Rhaegar Targaryen no apartó la mirada cuando las llamas empezaron a consumir al otrora orgulloso príncipe. El comportamiento de Lewyn distaba mucho de ser ejemplar y debía de ser de castigado, más el escarnio había sido excesivo. Su padre había observado hasta el momento el espectáculo con mal disimulado aburrimiento, ya que el reo, cuyos sentidos habían sido inutilizados por el sueñodulce, no ofrecía más que compasión. Rhaegar había obligado a Pycelle a darle una dosis extraordinaria para matarlo y ahorrarle el sufrimiento, pero a la vista estaba que no había sido suficiente. Aún en sus últimos momentos, el caballero mostraba una fortaleza extraordinaria. Cuando las llamas acariciaron el cuerpo del dorniense, pareció escuchar de la boca del condenado un lastimoso gemido, pero con el crepitar de las llamas y el murmullo de la multitud era difícil asegurarlo.

Cuando el fuegodragón estuvo en su máximo esplendor el joven Targaryen no pudo evitar mirar fugazmente a su padre.
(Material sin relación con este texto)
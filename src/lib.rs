//! sarplan: Deterministic Work-Order Planning for Sentinel-1 Acquisitions
//!
//! This library turns a flat, unordered list of Sentinel-1 acquisition
//! identifiers into reproducible processing work orders: deduplicated
//! single-scene jobs, multi-scene slice-assembly jobs where one pass was
//! recorded in sequential acquisitions, and 6/12-day scene pairs for
//! interferometric coherence.

pub mod types;
pub mod io;
pub mod core;

// Re-export main types and functions for easier access
pub use types::{
    CoherenceJob, OrbitDirection, PlanError, PlanResult, Platform, PolarizationMode,
    ProcessingJob, ProductType, RunContext, SceneRecord, SlicePairing,
};

pub use crate::core::planner::{generate_file_list, generate_plan, write_plan, WorkPlan};
pub use crate::core::Footprint;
Su desaliñado rostro, iluminado por las verdes llamas, mostraba una vivacidad y una atención casi grotesca de la ejecución. Lo que vio en sus brillantes ojos fue suficiente motivo para volver a contemplar el fuego. Junto con ser Lewyn Martell se consumía una época de paz y estabilidad y se daba paso a una que sólo los Siete sabían a donde les conducía.